ELWS  = extreme low water spring tide level, usually near equinoxes.

EHWS  = extreme high water spring tide level (usually near March and September equinoxes).

emersed  = not covered by water.

epidermal  = of or relating to the epidermis.

epidermis  = thin outer layer of the skin.

epipodial  = (adj.) of the epipodium (collar or circlet running round sides of foot of some gastropods).

epithelium  = tissue forming outer layer of the body surface, organs and blood vessels, and inner surfaces of alimentary canal and other hollow structures.

haemolymph  = circulating fluid in molluscs which carries nutrients, waste and hormones. Analogous to vertebrate blood, but most molluscs have copper-based haemocyanin in it, instead of red haemoglobin, to carry oxygen. It may be tinged blue when oxygenated; colourless when depleted of oxygen.

head scar  = term used by many British authors for patch of different shell-material, and often different colour, near vertex of interior of limpet shell. Misnomer as the mobile head, free of any attachment to the shell or mantle-roof of the nuchal cavity cannot make a scar and is not located below the vertex. A preferable term is “vertex patch”.

height  = (of limpet) perpendicular distance from apex to plane of aperture-rim; best measured with callipers or untilted lateral photograph.

hyaline shield  = transparent sheet of chitin at anterior of radula that rests on bolsters of odontophore; attachment point for retractor muscles of radula.

immersed  = covered by water.

jaw  = unarticulated chitinous structure which encloses inner lips of Patella spp. at sides and anterior. Helps retain food particles cut by radula.

 legit = (abbreviation; leg.) collected/ found by.

licker  = cuticularized structure with plate-like ridges and deep transverse grooves at tip of radula of Patella spp.; retains and sweeps up food particles.

mantle  = sheet of tissue covering visceral mass of molluscs. Secretes shell of shelled species.

mantle skirt  = extension of mantle beyond viscera as a flap roofing nuchal cavity containing head, anus and  genital and renal openings, and forming a groove for gills around the periphery of patellid limpets.

myostracum  = scar made by the horseshoe-shaped pedal retractor muscle.

nuchal  = (adj.) of nape of the neck.

nuchal cavity  = cavity roofed by mantle skirt which contains head of limpet.

pedal retractor muscle  = (abb. PRM, a.k.a. shell muscle, or columellar muscle) bundles of muscle arranged in a horseshoe which connect the shell to the foot.

pericardium  = sac containing the heart.

porcelaneous  = resembling vitreous glazed ceramic material.

protandrous  = of a species in which individuals are initially male and become female later in life.

scar  = mark on shell made by attachment point of muscle or mantle.

thallus  = (pl. thalli)  plant-like body of mature algae, which lacks plant features such as distinctly functioning stems, leaves and roots.

trochophore  = spherical or pear-shaped larva that swims with aid of girdle of cilia.
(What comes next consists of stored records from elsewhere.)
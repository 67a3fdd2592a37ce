//! 按表生成 INSERT / UPDATE / DELETE / SELECT * 语句模板。
//!
//! 模板使用 `%(列名)s` 命名占位符，标识符按方言加引用符；实际值绑定
//! 交给 [`translate`](crate::translate::translate)。

use crate::dialect::{Dialect, default_dialect};
use crate::macros::{IntoStrings, collect_into_strings};
use crate::string_builder::StringBuilder;

#[derive(Debug, thiserror::Error, PartialEq, Eq)]
pub enum BuildError {
    /// INSERT/UPDATE 需要至少一列。
    #[error("{verb} requires at least one column")]
    EmptyColumns { verb: &'static str },
}

/// 面向单张表的语句模板构建器。
#[derive(Debug, Clone)]
pub struct StatementBuilder {
    table: String,
    dialect: Dialect,
}

impl StatementBuilder {
    pub fn new(table: impl Into<String>) -> Self {
        Self::with_dialect(table, default_dialect())
    }

    pub fn with_dialect(table: impl Into<String>, dialect: Dialect) -> Self {
        Self {
            table: table.into(),
            dialect,
        }
    }

    pub fn dialect(&self) -> Dialect {
        self.dialect
    }

    /// `INSERT INTO "t" ("a", "b") VALUES (%(a)s, %(b)s)`，按列序一列一个占位符。
    ///
    /// 批量时以首行列集为准（全部行同列集是调用方前置条件）。
    pub fn insert<T: IntoStrings>(&self, columns: T) -> Result<String, BuildError> {
        let columns = collect_into_strings(columns);
        if columns.is_empty() {
            return Err(BuildError::EmptyColumns { verb: "insert" });
        }

        let mut buf = StringBuilder::new();
        buf.write_str("INSERT INTO ");
        buf.write_str(&self.dialect.quote(&self.table));
        buf.write_str(" (");
        let quoted: Vec<String> = columns.iter().map(|c| self.dialect.quote(c)).collect();
        buf.write_strings(&quoted, ", ");
        buf.write_str(") VALUES (");
        let placeholders: Vec<String> = columns.iter().map(|c| format!("%({c})s")).collect();
        buf.write_strings(&placeholders, ", ");
        buf.write_char(')');
        Ok(buf.into_string())
    }

    /// `UPDATE "t" SET "a" = %(a)s, "b" = %(b)s`。
    pub fn update<T: IntoStrings>(&self, columns: T) -> Result<String, BuildError> {
        let columns = collect_into_strings(columns);
        if columns.is_empty() {
            return Err(BuildError::EmptyColumns { verb: "update" });
        }

        let mut buf = StringBuilder::new();
        buf.write_str("UPDATE ");
        buf.write_str(&self.dialect.quote(&self.table));
        buf.write_str(" SET ");
        let assignments: Vec<String> = columns
            .iter()
            .map(|c| format!("{} = %({c})s", self.dialect.quote(c)))
            .collect();
        buf.write_strings(&assignments, ", ");
        Ok(buf.into_string())
    }

    /// `DELETE FROM "t"`，不带尾随子句（WHERE 由调用方追加）。
    pub fn delete(&self) -> String {
        format!("DELETE FROM {}", self.dialect.quote(&self.table))
    }

    /// `SELECT * FROM "t"`。
    pub fn select_all(&self) -> String {
        format!("SELECT * FROM {}", self.dialect.quote(&self.table))
    }
}
//! qmark-dao：方言感知的 SQL 语句构建与 `%(name)s` → qmark 位置参数改写库。
//!
//! 面向只接受位置参数绑定（`?`）的驱动：上层以命名占位符书写语句与
//! 动态过滤条件，本 crate 确定性地改写为位置参数语句加有序值序列，
//! 并可经由 [`Driver`] 契约直接执行。
//!
//! 数据流：[`StatementBuilder`] / [`build_where`] → 命名占位符模板 →
//! [`translate`]（给定实际值）→ 位置参数语句 + 有序值序列 → 驱动执行。

pub mod dao;
pub mod dialect;
pub mod driver;
pub mod macros;
pub use crate::macros::*;
pub mod row;
pub mod statement;
#[cfg(test)]
mod statement_tests;
pub mod string_builder;
pub mod translate;
pub mod value;
pub mod where_clause;
#[cfg(test)]
mod where_clause_tests;

pub use crate::dao::{Dao, DaoError, PrimaryKey};
pub use crate::dialect::{
    Dialect, default_dialect, set_default_dialect, set_default_dialect_scoped,
};
pub use crate::driver::{Driver, DriverError, QueryResult};
pub use crate::row::{Payload, Row};
pub use crate::statement::{BuildError, StatementBuilder};
pub use crate::translate::{
    BatchStatement, BoundParams, BoundStatement, TranslateError, translate, translate_batch,
};
pub use crate::value::SqlValue;
pub use crate::where_clause::{
    Condition, ConditionValue, LogicalOp, WhereClause, build_where, build_where_with_dialect,
};
//! 驱动边界：facade 依赖的同步 qmark 驱动契约。

use crate::value::SqlValue;

/// 驱动侧失败（约束冲突、语法错误、连接断开等）。
///
/// 对本 crate 不透明：原样向上传播，不重试、不掩盖。
#[derive(Debug, Clone, PartialEq, Eq, thiserror::Error)]
#[error("{message}")]
pub struct DriverError {
    pub message: String,
}

impl DriverError {
    pub fn new(message: impl Into<String>) -> Self {
        Self {
            message: message.into(),
        }
    }
}

/// 查询结果：驱动报告的列名与行数据。
///
/// 列名原样保留（Firebird 等驱动可能带空白填充），由 facade 归一化。
#[derive(Debug, Clone, Default, PartialEq)]
pub struct QueryResult {
    pub columns: Vec<String>,
    pub rows: Vec<Vec<SqlValue>>,
}

/// 同步阻塞的 qmark 位置参数驱动。
///
/// 实现约定（本 crate 不加锁、不校验）：
/// - 一个连接同时最多持有一个打开的游标；开始新语句会隐式收回上一个。
/// - 驱动对象不可跨线程并发使用，需要调用方自行同步。
/// - 没有取消或超时机制，执行阻塞到驱动返回或报错。
pub trait Driver {
    /// 执行一条 DML，返回受影响行数。`params` 按 `?` 出现顺序绑定。
    fn execute(&mut self, sql: &str, params: Option<&[SqlValue]>) -> Result<u64, DriverError>;

    /// 同一语句对每行参数各执行一次（批量 INSERT）。
    fn execute_batch(&mut self, sql: &str, rows: &[Vec<SqlValue>]) -> Result<u64, DriverError>;

    /// 执行查询并取回全部行。
    fn query(
        &mut self,
        sql: &str,
        params: Option<&[SqlValue]>,
    ) -> Result<QueryResult, DriverError>;

    /// 最近插入行的标识；是否可用取决于驱动与方言，不作保证。
    fn last_insert_id(&mut self) -> Option<i64>;

    fn commit(&mut self) -> Result<(), DriverError>;

    fn rollback(&mut self) -> Result<(), DriverError>;

    /// 释放连接资源；之后对象不再可用。
    fn close(&mut self) -> Result<(), DriverError>;
}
Stage preceding veliger, passed within gastropod egg in most species but  free in plankton for patellid limpets.

tricuspid  = (of teeth) having three points.

unicuspid  = (of tooth) having a single point.

veliger  = shelled larva of marine gastropod or bivalve mollusc which swims by beating cilia of a velum (bilobed flap).

vertex  = angle at highest point on interior of limpet-shell; used  to distinguish from the highest point, apex, on the exterior. Gmelin used “vertex” when describing the interior of P. ulyssiponensis, and in classical Latin “vertex” was used for the “pole of the heavens”; obviously only seen from below.

 vertex patch  = layer of different shell-material, and often different colour, at vertex of interior of limpet shell. (See “head scar”.)